FLENS - A Flexible Library for Efficient Numerical Solutions

Abstract

This work addresses how the C++ programming language can be extended through libraries to enhance and simplify the development of scientific software. Efforts made in this respect resulted in the design and implementation of the C++ library FLENS (Flexible Library for Efficient Numerical Solutions) as presented in this work. One crucial feature of FLENS is the possibility of extending C++ for matrix and vector types. The Curiously Recurring Template Pattern (CRTP) is used and adapted to realize multilevel class hierarchies for matrix and vector types.

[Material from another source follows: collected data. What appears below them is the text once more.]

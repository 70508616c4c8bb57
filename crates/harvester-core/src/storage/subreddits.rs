//! CRUD operations for the `subreddits` table.

use super::DbPool;
use crate::error::StorageError;
use chrono::{DateTime, Utc};
use serde_json::Value as Json;

/// A subreddit row, mirroring the `subreddits` table.
#[derive(Debug, Clone, sqlx::FromRow, serde::Serialize)]
pub struct SubredditRecord {
    pub name: String,
    pub title: Option<String>,
    pub description: Option<String>,
    pub public_description: Option<String>,
    pub subscribers: Option<i64>,
    pub over18: bool,
    pub created_utc: Option<DateTime<Utc>>,
    pub allow_images: bool,
    pub allow_videos: bool,
    pub allow_polls: bool,
    pub spoilers_enabled: bool,
    pub verification_required: bool,
    pub rules_data: Option<Json>,
    pub engagement: f64,
    pub subreddit_score: f64,
    pub avg_upvotes_per_post: f64,
    pub best_posting_day: Option<String>,
    pub best_posting_hour: Option<String>,
    pub icon_img: Option<String>,
    pub banner_img: Option<String>,
    pub community_icon: Option<String>,
    pub header_img: Option<String>,
    pub primary_color: Option<String>,
    pub key_color: Option<String>,
    pub subreddit_type: Option<String>,
    pub url: Option<String>,
    pub wiki_enabled: bool,
    pub review: Option<String>,
    pub primary_category: Option<String>,
    pub tags: Option<Vec<String>>,
    pub last_scraped_at: Option<DateTime<Utc>>,
}

impl SubredditRecord {
    /// Apply the operator-field-preservation rule:
    /// `review`, `primary_category`, `tags`, `over18` from `cached` always
    /// win over freshly derived values, except `review` may be set by
    /// auto-classification when `cached.review` is null.
    pub fn merge_operator_fields(mut self, cached: Option<&SubredditRecord>) -> Self {
        if let Some(cached) = cached {
            self.primary_category = cached.primary_category.clone();
            self.tags = cached.tags.clone();
            self.over18 = cached.over18;
            if cached.review.is_some() {
                self.review = cached.review.clone();
            }
        }
        self
    }
}

/// Fetch the current row for `name`, if any, for use in operator-field merge.
pub async fn get(pool: &DbPool, name: &str) -> Result<Option<SubredditRecord>, StorageError> {
    sqlx::query_as::<_, SubredditRecord>("SELECT * FROM subreddits WHERE name = $1")
        .bind(name)
        .fetch_optional(pool)
        .await
        .map_err(StorageError::from)
}

/// List subreddits whose `last_scraped_at` is older than `refresh_before`
/// (or null), ordered oldest-first -- never-scraped rows first, then the
/// stalest-scraped ones. Rows scraped more recently than `refresh_before`
/// are not yet due and are excluded.
pub async fn list_due_for_refresh(
    pool: &DbPool,
    refresh_before: DateTime<Utc>,
    limit: i64,
) -> Result<Vec<SubredditRecord>, StorageError> {
    sqlx::query_as::<_, SubredditRecord>(
        "SELECT * FROM subreddits \
         WHERE (review IN ('Ok', 'OK') OR review IS NULL) \
           AND (last_scraped_at IS NULL OR last_scraped_at < $1) \
         ORDER BY last_scraped_at IS NOT NULL, last_scraped_at ASC \
         LIMIT $2",
    )
    .bind(refresh_before)
    .bind(limit)
    .fetch_all(pool)
    .await
    .map_err(StorageError::from)
}

/// Enqueue a newly discovered subreddit name (step 9's discovery set) as a
/// name-only row with `review`/`last_scraped_at` both null, so it surfaces
/// through [`list_due_for_refresh`]'s existing null-first ordering without a
/// separate queue table. A no-op if the name is already known, classified
/// or not -- discovery never overwrites an existing row.
pub async fn upsert_stub(pool: &DbPool, name: &str) -> Result<(), StorageError> {
    sqlx::query(
        "INSERT INTO subreddits (name, over18, allow_images, allow_videos, allow_polls,
            spoilers_enabled, verification_required, engagement, subreddit_score,
            avg_upvotes_per_post, wiki_enabled)
         VALUES ($1, false, true, true, false, false, false, 0.0, 0.0, 0.0, false)
         ON CONFLICT (name) DO NOTHING",
    )
    .bind(name)
    .execute(pool)
    .await
    .map_err(StorageError::from)?;
    Ok(())
}

/// Upsert on `name`, preserving operator fields per
/// [`SubredditRecord::merge_operator_fields`] (caller must have already
/// applied the merge against the cached row).
pub async fn upsert(pool: &DbPool, record: &SubredditRecord) -> Result<(), StorageError> {
    sqlx::query(
        "INSERT INTO subreddits (
            name, title, description, public_description, subscribers, over18,
            created_utc, allow_images, allow_videos, allow_polls, spoilers_enabled,
            verification_required, rules_data, engagement, subreddit_score,
            avg_upvotes_per_post, best_posting_day, best_posting_hour, icon_img,
            banner_img, community_icon, header_img, primary_color, key_color,
            subreddit_type, url, wiki_enabled, review, primary_category, tags,
            last_scraped_at
         ) VALUES (
            $1,$2,$3,$4,$5,$6,$7,$8,$9,$10,$11,$12,$13,$14,$15,$16,$17,$18,$19,
            $20,$21,$22,$23,$24,$25,$26,$27,$28,$29,$30,$31
         )
         ON CONFLICT (name) DO UPDATE SET
            title = EXCLUDED.title,
            description = EXCLUDED.description,
            public_description = EXCLUDED.public_description,
            subscribers = EXCLUDED.subscribers,
            over18 = EXCLUDED.over18,
            created_utc = EXCLUDED.created_utc,
            allow_images = EXCLUDED.allow_images,
            allow_videos = EXCLUDED.allow_videos,
            allow_polls = EXCLUDED.allow_polls,
            spoilers_enabled = EXCLUDED.spoilers_enabled,
            verification_required = EXCLUDED.verification_required,
            rules_data = EXCLUDED.rules_data,
            engagement = EXCLUDED.engagement,
            subreddit_score = EXCLUDED.subreddit_score,
            avg_upvotes_per_post = EXCLUDED.avg_upvotes_per_post,
            best_posting_day = EXCLUDED.best_posting_day,
            best_posting_hour = EXCLUDED.best_posting_hour,
            icon_img = EXCLUDED.icon_img,
            banner_img = EXCLUDED.banner_img,
            community_icon = EXCLUDED.community_icon,
            header_img = EXCLUDED.header_img,
            primary_color = EXCLUDED.primary_color,
            key_color = EXCLUDED.key_color,
            subreddit_type = EXCLUDED.subreddit_type,
            url = EXCLUDED.url,
            wiki_enabled = EXCLUDED.wiki_enabled,
            review = EXCLUDED.review,
            primary_category = EXCLUDED.primary_category,
            tags = EXCLUDED.tags,
            last_scraped_at = EXCLUDED.last_scraped_at",
    )
    .bind(&record.name)
    .bind(&record.title)
    .bind(&record.description)
    .bind(&record.public_description)
    .bind(record.subscribers)
    .bind(record.over18)
    .bind(record.created_utc)
    .bind(record.allow_images)
    .bind(record.allow_videos)
    .bind(record.allow_polls)
    .bind(record.spoilers_enabled)
    .bind(record.verification_required)
    .bind(&record.rules_data)
    .bind(record.engagement)
    .bind(record.subreddit_score)
    .bind(record.avg_upvotes_per_post)
    .bind(&record.best_posting_day)
    .bind(&record.best_posting_hour)
    .bind(&record.icon_img)
    .bind(&record.banner_img)
    .bind(&record.community_icon)
    .bind(&record.header_img)
    .bind(&record.primary_color)
    .bind(&record.key_color)
    .bind(&record.subreddit_type)
    .bind(&record.url)
    .bind(record.wiki_enabled)
    .bind(&record.review)
    .bind(&record.primary_category)
    .bind(&record.tags)
    .bind(record.last_scraped_at)
    .execute(pool)
    .await
    .map_err(StorageError::from)?;
    Ok(())
}

#[cfg(test)]
mod tests {
    use super::*;

    fn base_record(name: &str) -> SubredditRecord {
        SubredditRecord {
            name: name.to_string(),
            title: None,
            description: None,
            public_description: None,
            subscribers: None,
            over18: false,
            created_utc: None,
            allow_images: true,
            allow_videos: true,
            allow_polls: false,
            spoilers_enabled: false,
            verification_required: false,
            rules_data: None,
            engagement: 0.0,
            subreddit_score: 0.0,
            avg_upvotes_per_post: 0.0,
            best_posting_day: None,
            best_posting_hour: None,
            icon_img: None,
            banner_img: None,
            community_icon: None,
            header_img: None,
            primary_color: None,
            key_color: None,
            subreddit_type: None,
            url: None,
            wiki_enabled: false,
            review: None,
            primary_category: None,
            tags: None,
            last_scraped_at: None,
        }
    }

    #[test]
    fn merge_preserves_operator_fields_when_review_set() {
        let mut cached = base_record("pics");
        cached.review = Some("Ok".to_string());
        cached.primary_category = Some("photography".to_string());
        cached.tags = Some(vec!["sfw".to_string()]);
        cached.over18 = true;

        let mut fresh = base_record("pics");
        fresh.review = Some("Non Related".to_string());
        fresh.primary_category = None;
        fresh.tags = None;
        fresh.over18 = false;

        let merged = fresh.merge_operator_fields(Some(&cached));
        assert_eq!(merged.review.as_deref(), Some("Ok"));
        assert_eq!(merged.primary_category.as_deref(), Some("photography"));
        assert_eq!(merged.tags, Some(vec!["sfw".to_string()]));
        assert!(merged.over18);
    }

    #[test]
    fn merge_allows_auto_classification_when_review_null() {
        let cached = base_record("hentaiclub");
        let mut fresh = base_record("hentaiclub");
        fresh.review = Some("Non Related".to_string());

        let merged = fresh.merge_operator_fields(Some(&cached));
        assert_eq!(merged.review.as_deref(), Some("Non Related"));
    }

    #[test]
    fn merge_is_noop_without_cached_row() {
        let mut fresh = base_record("new_sub");
        fresh.review = Some("Non Related".to_string());
        let merged = fresh.clone().merge_operator_fields(None);
        assert_eq!(merged.review, fresh.review);
    }
}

One advantage of applying the CRTP is the avoidance of virtual functions which can lead to a considerable runtime overhead. In FLENS the CRTP also plays an essential role within its high-level abstraction for linear algebra operations. FLENS allows the usage of overloaded operators in order to provide an expressive notation. Further, the FLENS library allows the utilization of high performance libraries like for instance BLAS (Basic Linear Algebra Subprograms) and LAPACK (Linear Algebra Package) in order to perform numerical computations. In this respect FLENS can be considered as an extremely convenient high-level abstraction. The special design of the FLENS library guarantees that no runtime overhead gets induced due to abstraction. A notable feature of the FLENS library is its simple mechanism that allows extending FLENS for new user-defined matrix and vector types as well as for further high performance libraries serving as computational kernels. Several examples are given in order to illustrate how an implementation of iterative methods can be reused for new user-defined matrix and vector types. Furthermore, this work shows how to attain the subsequent parallelization of numerical methods without the need of modifying the original implementation. Using several simple numerical problems these concepts are demonstrated and illustrated, e.g. a simple Navier-Stokes solver.